- [INPUT MATERIAL]:
● ● ● ● ● ● ●

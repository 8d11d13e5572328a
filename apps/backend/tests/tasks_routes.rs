mod common;

use actix_web::http::StatusCode;
use actix_web::test;
use backend_test_support::problem_details::assert_problem_details;
use organizer_api::AppState;
use serde_json::{json, Value};

use common::{create_task, task_body};

#[actix_web::test]
async fn create_then_fetch_round_trips_the_task() {
    let app = common::memory_app().await;

    let created = create_task(
        &app,
        task_body("Write report", "2025-03-01T22:30:00-03:00", "Pending"),
    )
    .await;

    let id = created["id"].as_i64().expect("numeric id");
    assert!(id > 0);
    assert_eq!(created["title"], "Write report");
    assert_eq!(created["status"], "Pending");
    // stored in UTC
    assert_eq!(created["date"], "2025-03-02T01:30:00Z");

    let req = test::TestRequest::get()
        .uri(&format!("/api/tasks/{id}"))
        .to_request();
    let resp = test::call_service(&app, req).await;
    assert_eq!(resp.status(), StatusCode::OK);
    let fetched: Value = test::read_body_json(resp).await;
    assert_eq!(fetched, created);
}

#[actix_web::test]
async fn status_and_description_default_when_omitted() {
    let app = common::memory_app().await;

    let created = create_task(
        &app,
        json!({ "title": "Call Ana", "date": "2025-05-05T09:00:00Z" }),
    )
    .await;

    assert_eq!(created["status"], "Pending");
    assert_eq!(created["description"], "");
}

#[actix_web::test]
async fn list_is_ordered_and_filterable() {
    let app = common::memory_app().await;

    create_task(&app, task_body("Buy milk", "2025-03-01T10:00:00Z", "Pending")).await;
    create_task(&app, task_body("Pay rent", "2025-03-02T10:00:00Z", "Finished")).await;
    create_task(&app, task_body("Buy stamps", "2025-03-02T23:59:00Z", "Pending")).await;

    let list = |uri: &'static str| {
        let app = &app;
        async move {
            let req = test::TestRequest::get().uri(uri).to_request();
            let resp = test::call_service(app, req).await;
            assert_eq!(resp.status(), StatusCode::OK, "{uri}");
            let body: Vec<Value> = test::read_body_json(resp).await;
            body.into_iter()
                .map(|t| t["title"].as_str().unwrap_or_default().to_string())
                .collect::<Vec<_>>()
        }
    };

    assert_eq!(
        list("/api/tasks").await,
        ["Buy milk", "Pay rent", "Buy stamps"]
    );
    assert_eq!(list("/api/tasks?title=Buy").await, ["Buy milk", "Buy stamps"]);
    assert_eq!(list("/api/tasks?status=Finished").await, ["Pay rent"]);
    assert_eq!(
        list("/api/tasks?date=2025-03-02").await,
        ["Pay rent", "Buy stamps"]
    );
    assert_eq!(
        list("/api/tasks?date=2025-03-02&status=Pending").await,
        ["Buy stamps"]
    );
    assert!(list("/api/tasks?date=2024-01-01").await.is_empty());
}

async fn titles_for<S>(app: &S, uri: &str) -> Vec<String>
where
    S: actix_web::dev::Service<
        actix_http::Request,
        Response = actix_web::dev::ServiceResponse,
        Error = actix_web::Error,
    >,
{
    let resp = test::call_service(app, test::TestRequest::get().uri(uri).to_request()).await;
    assert_eq!(resp.status(), StatusCode::OK, "{uri}");
    let body: Vec<Value> = test::read_body_json(resp).await;
    body.into_iter()
        .map(|t| t["title"].as_str().unwrap_or_default().to_string())
        .collect()
}

#[actix_web::test]
async fn title_filter_matches_wildcards_literally_and_ignores_case() {
    let app = common::memory_app().await;

    for title in ["100% done", "1000 things", "a_b", "axb", "Quarterly Review"] {
        create_task(&app, task_body(title, "2025-03-01T10:00:00Z", "Pending")).await;
    }

    assert_eq!(titles_for(&app, "/api/tasks?title=100%25").await, ["100% done"]);
    assert_eq!(titles_for(&app, "/api/tasks?title=a_b").await, ["a_b"]);
    assert_eq!(
        titles_for(&app, "/api/tasks?title=quarterly%20REVIEW").await,
        ["Quarterly Review"]
    );
}

#[actix_web::test]
async fn date_filter_uses_the_utc_calendar_day() {
    let app = common::memory_app().await;

    // 23:30 at -03:00 is 02:30 UTC the next day
    create_task(&app, task_body("Late call", "2025-03-01T23:30:00-03:00", "Pending")).await;
    create_task(&app, task_body("Midnight", "2025-03-02T00:00:00Z", "Pending")).await;
    create_task(&app, task_body("Next day", "2025-03-03T00:00:00Z", "Pending")).await;

    assert_eq!(
        titles_for(&app, "/api/tasks?date=2025-03-02").await,
        ["Late call", "Midnight"]
    );
    assert!(titles_for(&app, "/api/tasks?date=2025-03-01").await.is_empty());
    assert_eq!(titles_for(&app, "/api/tasks?date=2025-03-03").await, ["Next day"]);
}

#[actix_web::test]
async fn update_replaces_fields() {
    let app = common::memory_app().await;
    let created = create_task(&app, task_body("Draft", "2025-03-01T10:00:00Z", "Pending")).await;
    let id = created["id"].as_i64().unwrap();

    let req = test::TestRequest::put()
        .uri(&format!("/api/tasks/{id}"))
        .set_json(task_body("Final", "2025-04-01T08:00:00Z", "Finished"))
        .to_request();
    let resp = test::call_service(&app, req).await;
    assert_eq!(resp.status(), StatusCode::OK);

    let updated: Value = test::read_body_json(resp).await;
    assert_eq!(updated["id"], id);
    assert_eq!(updated["title"], "Final");
    assert_eq!(updated["status"], "Finished");
    assert_eq!(updated["date"], "2025-04-01T08:00:00Z");
}

#[actix_web::test]
async fn delete_removes_the_task() {
    let app = common::memory_app().await;
    let created = create_task(&app, task_body("Temp", "2025-03-01T10:00:00Z", "Pending")).await;
    let uri = format!("/api/tasks/{}", created["id"]);

    let resp =
        test::call_service(&app, test::TestRequest::delete().uri(&uri).to_request()).await;
    assert_eq!(resp.status(), StatusCode::NO_CONTENT);

    let resp = test::call_service(&app, test::TestRequest::get().uri(&uri).to_request()).await;
    assert_problem_details(resp, "TASK_NOT_FOUND", StatusCode::NOT_FOUND).await;

    let resp =
        test::call_service(&app, test::TestRequest::delete().uri(&uri).to_request()).await;
    assert_problem_details(resp, "TASK_NOT_FOUND", StatusCode::NOT_FOUND).await;
}

#[actix_web::test]
async fn unknown_ids_are_404_on_get_and_put() {
    let app = common::memory_app().await;

    let resp = test::call_service(
        &app,
        test::TestRequest::get().uri("/api/tasks/999").to_request(),
    )
    .await;
    let problem = assert_problem_details(resp, "TASK_NOT_FOUND", StatusCode::NOT_FOUND).await;
    assert_eq!(problem.detail, "Task 999 not found");

    let req = test::TestRequest::put()
        .uri("/api/tasks/999")
        .set_json(task_body("Ghost", "2025-03-01T10:00:00Z", "Pending"))
        .to_request();
    let resp = test::call_service(&app, req).await;
    assert_problem_details(resp, "TASK_NOT_FOUND", StatusCode::NOT_FOUND).await;
}

#[actix_web::test]
async fn malformed_ids_are_rejected() {
    let app = common::memory_app().await;

    for uri in ["/api/tasks/abc", "/api/tasks/0", "/api/tasks/-4"] {
        let resp = test::call_service(&app, test::TestRequest::get().uri(uri).to_request()).await;
        assert_problem_details(resp, "INVALID_TASK_ID", StatusCode::BAD_REQUEST).await;
    }
}

#[actix_web::test]
async fn blank_titles_fail_validation() {
    let app = common::memory_app().await;

    let req = test::TestRequest::post()
        .uri("/api/tasks")
        .set_json(task_body("   ", "2025-03-01T10:00:00Z", "Pending"))
        .to_request();
    let resp = test::call_service(&app, req).await;

    let problem = assert_problem_details(resp, "VALIDATION_ERROR", StatusCode::BAD_REQUEST).await;
    assert_eq!(problem.detail, "Title must not be blank");
}

#[actix_web::test]
async fn malformed_bodies_are_bad_requests() {
    let app = common::memory_app().await;

    let bodies = [
        r#"{"title": "x", "date": "#.to_string(),
        r#"{"title": "x", "date": "yesterday"}"#.to_string(),
        r#"{"title": "x", "date": "2025-03-01T10:00:00Z", "status": "Archived"}"#.to_string(),
    ];
    for body in bodies {
        let req = test::TestRequest::post()
            .uri("/api/tasks")
            .insert_header(("content-type", "application/json"))
            .set_payload(body)
            .to_request();
        let resp = test::call_service(&app, req).await;
        assert_problem_details(resp, "BAD_REQUEST", StatusCode::BAD_REQUEST).await;
    }
}

#[actix_web::test]
async fn bad_query_strings_are_problem_details() {
    let app = common::memory_app().await;

    let resp = test::call_service(
        &app,
        test::TestRequest::get()
            .uri("/api/tasks?date=03/02/2025")
            .to_request(),
    )
    .await;
    assert_problem_details(resp, "INVALID_DATE", StatusCode::BAD_REQUEST).await;

    let resp = test::call_service(
        &app,
        test::TestRequest::get()
            .uri("/api/tasks?status=Archived")
            .to_request(),
    )
    .await;
    assert_problem_details(resp, "BAD_REQUEST", StatusCode::BAD_REQUEST).await;
}

#[actix_web::test]
async fn data_endpoints_are_503_without_a_database() {
    let app = common::app_for(AppState::without_db()).await;

    let resp = test::call_service(&app, test::TestRequest::get().uri("/api/tasks").to_request())
        .await;
    assert_problem_details(resp, "DB_UNAVAILABLE", StatusCode::SERVICE_UNAVAILABLE).await;

    let req = test::TestRequest::post()
        .uri("/api/tasks")
        .set_json(task_body("Offline", "2025-03-01T10:00:00Z", "Pending"))
        .to_request();
    let resp = test::call_service(&app, req).await;
    assert_problem_details(resp, "DB_UNAVAILABLE", StatusCode::SERVICE_UNAVAILABLE).await;
}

● ● ● ● ● ● ●

- [DIRECTIONS]: For this exercise, please retype exactly the lines in the listing from the line with "async fn data_endpoints_are_503_without_a_database()" through its last line, both ends included.

- [RESPONSE BOX]:
async fn data_endpoints_are_503_without_a_database() {
    let app = common::app_for(AppState::without_db()).await;

    let resp = test::call_service(&app, test::TestRequest::get().uri("/api/tasks").to_request())
        .await;
    assert_problem_details(resp, "DB_UNAVAILABLE", StatusCode::SERVICE_UNAVAILABLE).await;

    let req = test::TestRequest::post()
        .uri("/api/tasks")
        .set_json(task_body("Offline", "2025-03-01T10:00:00Z", "Pending"))
        .to_request();
    let resp = test::call_service(&app, req).await;
    assert_problem_details(resp, "DB_UNAVAILABLE", StatusCode::SERVICE_UNAVAILABLE).await;
}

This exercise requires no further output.